The company sells subscriptions to premium features and plans to start an advertising-based service as it grows its user base.

“Today we are not profitable as a company, but we are also run more sustainably than base model companies because we don’t train our own base models,” which requires enormous amounts of computing power, he said.

Perplexity relies on existing AI language models, such as those built by Facebook parent company OpenAI, Anthropic, and Meta Platforms; and then “post-train” them.

“We mold them to be really good summarizers,” he said.

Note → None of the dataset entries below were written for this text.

//! Row action modals: `Closed -> Open -> Submitting -> (Succeeded | Failed)`.
//!
//! A modal never touches the network itself. `submit`/`confirm` hand back a
//! [`PendingSubmission`] for the owner to execute, and the owner feeds the result
//! back through `complete`. After a success the modal waits out its close delay,
//! then `poll` yields [`ModalEffect::RefreshAndClose`] exactly once.

use std::time::{Duration, Instant};

use shared::{
    domain::{Product, ProductFields, ProductId},
    protocol::CatalogOperation,
};
use tracing::{debug, info, warn};

use crate::{
    validation::{ProductDraft, ProductField, ValidationErrors},
    CatalogApi, CatalogError,
};

pub const DEFAULT_SUCCESS_DELAY: Duration = Duration::from_millis(1000);

#[derive(Debug, Clone, Copy, PartialEq, Eq)]
pub enum ModalPhase {
    Closed,
    Open,
    Submitting,
    Succeeded { close_at: Instant },
    /// Still open and editable; the error message is shown and submit may be retried.
    Failed,
}

#[derive(Debug, Clone, Copy, PartialEq, Eq)]
pub enum MessageKind {
    Success,
    Error,
}

#[derive(Debug, Clone, PartialEq, Eq)]
pub struct FormMessage {
    pub kind: MessageKind,
    pub text: String,
}

#[derive(Debug, Clone, Copy, PartialEq, Eq)]
pub enum ModalEffect {
    RefreshAndClose,
}

/// Identifies one submission of one opening of a modal.
#[derive(Debug, Clone, Copy, PartialEq, Eq, Hash)]
pub struct SubmitTicket {
    session: u64,
}

#[derive(Debug, Clone, PartialEq)]
pub enum Mutation {
    Create(ProductFields),
    Update { id: ProductId, fields: ProductFields },
    Delete(ProductId),
}

impl Mutation {
    pub fn operation(&self) -> CatalogOperation {
        match self {
            Self::Create(_) => CatalogOperation::Create,
            Self::Update { .. } => CatalogOperation::Update,
            Self::Delete(_) => CatalogOperation::Delete,
        }
    }

    pub async fn execute(&self, api: &dyn CatalogApi) -> Result<(), CatalogError> {
        match self {
            Self::Create(fields) => api.create(fields).await,
            Self::Update { id, fields } => api.update(*id, fields).await,
            Self::Delete(id) => api.delete(*id).await,
        }
    }
}

#[derive(Debug, Clone, PartialEq)]
pub struct PendingSubmission {
    pub ticket: SubmitTicket,
    pub mutation: Mutation,
}

#[derive(Debug, Clone, PartialEq, Eq)]
pub enum SubmitRejected {
    /// Field-level errors; nothing was sent.
    Invalid(ValidationErrors),
    /// Closed, or a submission is already in flight or has succeeded.
    NotAccepting(ModalPhase),
}

#[derive(Debug)]
struct Lifecycle {
    operation: CatalogOperation,
    phase: ModalPhase,
    message: Option<FormMessage>,
    session: u64,
    success_delay: Duration,
}

impl Lifecycle {
    fn new(operation: CatalogOperation, success_delay: Duration) -> Self {
        Self {
            operation,
            phase: ModalPhase::Closed,
            message: None,
            session: 0,
            success_delay,
        }
    }

    fn open(&mut self) {
        self.session += 1;
        self.phase = ModalPhase::Open;
        self.message = None;
    }

    fn close(&mut self) {
        if self.phase == ModalPhase::Submitting {
            debug!(operation = %self.operation, "modal closed with a request in flight");
        }
        self.phase = ModalPhase::Closed;
        self.message = None;
    }

    fn accepts_submit(&self) -> bool {
        matches!(self.phase, ModalPhase::Open | ModalPhase::Failed)
    }

    fn begin_submit(&mut self) -> SubmitTicket {
        self.phase = ModalPhase::Submitting;
        self.message = None;
        SubmitTicket {
            session: self.session,
        }
    }

    fn complete(&mut self, ticket: SubmitTicket, result: Result<(), CatalogError>, now: Instant) {
        if ticket.session != self.session || self.phase != ModalPhase::Submitting {
            debug!(operation = %self.operation, "ignoring completion for a closed modal");
            return;
        }
        match result {
            Ok(()) => {
                info!(operation = %self.operation, "catalog mutation succeeded");
                self.phase = ModalPhase::Succeeded {
                    close_at: now + self.success_delay,
                };
                self.message = Some(FormMessage {
                    kind: MessageKind::Success,
                    text: self.operation.success_message().to_string(),
                });
            }
            Err(err) => {
                warn!(operation = %self.operation, "catalog mutation failed: {err}");
                self.phase = ModalPhase::Failed;
                self.message = Some(FormMessage {
                    kind: MessageKind::Error,
                    text: err.user_message(),
                });
            }
        }
    }

    fn poll(&mut self, now: Instant) -> Option<ModalEffect> {
        match self.phase {
            ModalPhase::Succeeded { close_at } if now >= close_at => {
                self.close();
                Some(ModalEffect::RefreshAndClose)
            }
            _ => None,
        }
    }

    fn is_open(&self) -> bool {
        self.phase != ModalPhase::Closed
    }
}

#[derive(Debug, Clone, PartialEq)]
pub enum FormMode {
    Create,
    Update(Product),
}

/// Create and update forms share one shape; only the seed values and the call differ.
#[derive(Debug)]
pub struct ProductFormModal {
    mode: FormMode,
    pub draft: ProductDraft,
    field_errors: Option<ValidationErrors>,
    lifecycle: Lifecycle,
}

impl ProductFormModal {
    pub fn create(success_delay: Duration) -> Self {
        Self {
            mode: FormMode::Create,
            draft: ProductDraft::blank(),
            field_errors: None,
            lifecycle: Lifecycle::new(CatalogOperation::Create, success_delay),
        }
    }

    pub fn update(product: Product, success_delay: Duration) -> Self {
        Self {
            draft: ProductDraft::from_product(&product),
            mode: FormMode::Update(product),
            field_errors: None,
            lifecycle: Lifecycle::new(CatalogOperation::Update, success_delay),
        }
    }

    pub fn mode(&self) -> &FormMode {
        &self.mode
    }

    pub fn heading(&self) -> String {
        match &self.mode {
            FormMode::Create => "Create a product".to_string(),
            FormMode::Update(product) => format!("Update {}", product.title),
        }
    }

    /// Opening always reseeds the form from its mode.
    pub fn open(&mut self) {
        self.draft = match &self.mode {
            FormMode::Create => ProductDraft::blank(),
            FormMode::Update(product) => ProductDraft::from_product(product),
        };
        self.field_errors = None;
        self.lifecycle.open();
    }

    pub fn close(&mut self) {
        self.field_errors = None;
        self.lifecycle.close();
    }

    pub fn submit(&mut self) -> Result<PendingSubmission, SubmitRejected> {
        if !self.lifecycle.accepts_submit() {
            return Err(SubmitRejected::NotAccepting(self.lifecycle.phase));
        }
        let fields = match self.draft.validate() {
            Ok(fields) => fields,
            Err(errors) => {
                self.field_errors = Some(errors.clone());
                return Err(SubmitRejected::Invalid(errors));
            }
        };
        self.field_errors = None;
        let mutation = match &self.mode {
            FormMode::Create => Mutation::Create(fields),
            FormMode::Update(product) => Mutation::Update {
                id: product.id,
                fields,
            },
        };
        Ok(PendingSubmission {
            ticket: self.lifecycle.begin_submit(),
            mutation,
        })
    }

    pub fn complete(&mut self, ticket: SubmitTicket, result: Result<(), CatalogError>, now: Instant) {
        self.lifecycle.complete(ticket, result, now);
    }

    pub fn poll(&mut self, now: Instant) -> Option<ModalEffect> {
        self.lifecycle.poll(now)
    }

    pub fn phase(&self) -> ModalPhase {
        self.lifecycle.phase
    }

    pub fn is_open(&self) -> bool {
        self.lifecycle.is_open()
    }

    pub fn message(&self) -> Option<&FormMessage> {
        self.lifecycle.message.as_ref()
    }

    pub fn field_error(&self, field: ProductField) -> Option<&'static str> {
        self.field_errors
            .as_ref()
            .and_then(|errors| errors.for_field(field))
    }
}

/// Two-button confirm dialog. Cancel closes with no side effects.
#[derive(Debug)]
pub struct DeletionModal {
    product: Product,
    lifecycle: Lifecycle,
}

impl DeletionModal {
    pub fn new(product: Product, success_delay: Duration) -> Self {
        Self {
            product,
            lifecycle: Lifecycle::new(CatalogOperation::Delete, success_delay),
        }
    }

    pub fn product(&self) -> &Product {
        &self.product
    }

    pub fn heading(&self) -> String {
        format!("Delete {}", self.product.title)
    }

    pub fn prompt(&self) -> String {
        format!("Are you sure you want to delete {}?", self.product.title)
    }

    pub fn open(&mut self) {
        self.lifecycle.open();
    }

    pub fn cancel(&mut self) {
        self.lifecycle.close();
    }

    pub fn confirm(&mut self) -> Result<PendingSubmission, SubmitRejected> {
        if !self.lifecycle.accepts_submit() {
            return Err(SubmitRejected::NotAccepting(self.lifecycle.phase));
        }
        Ok(PendingSubmission {
            ticket: self.lifecycle.begin_submit(),
            mutation: Mutation::Delete(self.product.id),
        })
    }

    pub fn complete(&mut self, ticket: SubmitTicket, result: Result<(), CatalogError>, now: Instant) {
        self.lifecycle.complete(ticket, result, now);
    }

    pub fn poll(&mut self, now: Instant) -> Option<ModalEffect> {
        self.lifecycle.poll(now)
    }

    pub fn phase(&self) -> ModalPhase {
        self.lifecycle.phase
    }

    pub fn is_open(&self) -> bool {
        self.lifecycle.is_open()
    }

    pub fn message(&self) -> Option<&FormMessage> {
        self.lifecycle.message.as_ref()
    }
}

/// Read-only detail view of one product.
#[derive(Debug, Clone, PartialEq)]
pub struct ViewModal {
    product: Product,
}

impl ViewModal {
    pub fn new(product: Product) -> Self {
        Self { product }
    }

    pub fn product(&self) -> &Product {
        &self.product
    }

    pub fn heading(&self) -> &str {
        &self.product.title
    }

    pub fn details(&self) -> Vec<(&'static str, String)> {
        let p = &self.product;
        vec![
            ("Image", p.image.clone()),
            ("ID", p.id.to_string()),
            ("Title", p.title.clone()),
            ("Rating", format!("{}/5", p.rating.rate)),
            ("# of reviews", p.rating.count.to_string()),
            ("Price", crate::columns::format_price(p.price)),
            ("Category", p.category.clone()),
            ("Description", p.description.clone()),
        ]
    }
}

#[cfg(test)]
#[path = "tests/modal_tests.rs"]
mod tests;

It is not always clear where the summarized information comes from. A Perplexity feature called Writing – which allows the user to “generate text or chat without searching the web” – produces long, unsourced comments, often in the style of a news article. Feature testing by an AP reporter asked to write about the lack of marijuana on Martha’s Vineyard led him to produce a 465-word document that resembled a news article and included forged quotes from the former city official and another real person.

The AP does not repeat false quotes to avoid perpetuating misinformation. Srinivas said Perplexity’s Writing feature is a “secondary use case” that is intended to help with writing essays or correcting grammar when information from the primary source is not needed. He said he is “more prone to hallucinations” – a common problem with AI large language models — because it’s not tied to the web search capabilities of Perplexity’s core product.

“There is no doubt that generative AI is disrupting journalism, content creation and research,” said Sarah Kreps, director of the Tech Policy Institute at Cornell University.

She pointed to Google’s new approach, similar to Perplexity, which summarizes responses based on information extracted from web crawling, as an example. This also led to false information and forced Google will make adjustments to the product after its public launch.

“But their entire advertising model is based on sending people to websites,” she said in an email. “Why would people go to websites if they can have the one-stop shop for the answer in producing AI?”

Srinivas told the AP that “a lot of people get referrals from Perplexity, and I’m happy that they’re getting referrals from a new player on the internet.”

For now, much of this benefit may be aspirational. Perplexity’s worldwide user base grew rapidly this year to more than 85 million web visits as of May, but that barely registers compared to the billions of users on ChatGPT and other popular platforms from Microsoft and Google, according to data from Similarweb.

The debate demonstrates the “uncertain and challenging times” for online content creators in general and journalism in particular, because aggregators only work if publications like Forbes exist, said Stephen Lind, an associate professor at the University’s Marshall School of Business. of Southern California.

Using AI as a synthesis tool works for the widespread dissemination of information until “you run out of originals,” he said.

“There are entire companies or entire applications that are doing this as well, where they are launching new services without fully thinking through the implications or the best practices or the safeguards, because they are launching applications for industries that they may not be native to,” he said.

Lind said it’s good that companies like Perplexity are “taking at least some steps to correct course when an industry or a user pulls back.” But some of the changes should have been implemented from the beginning, she added.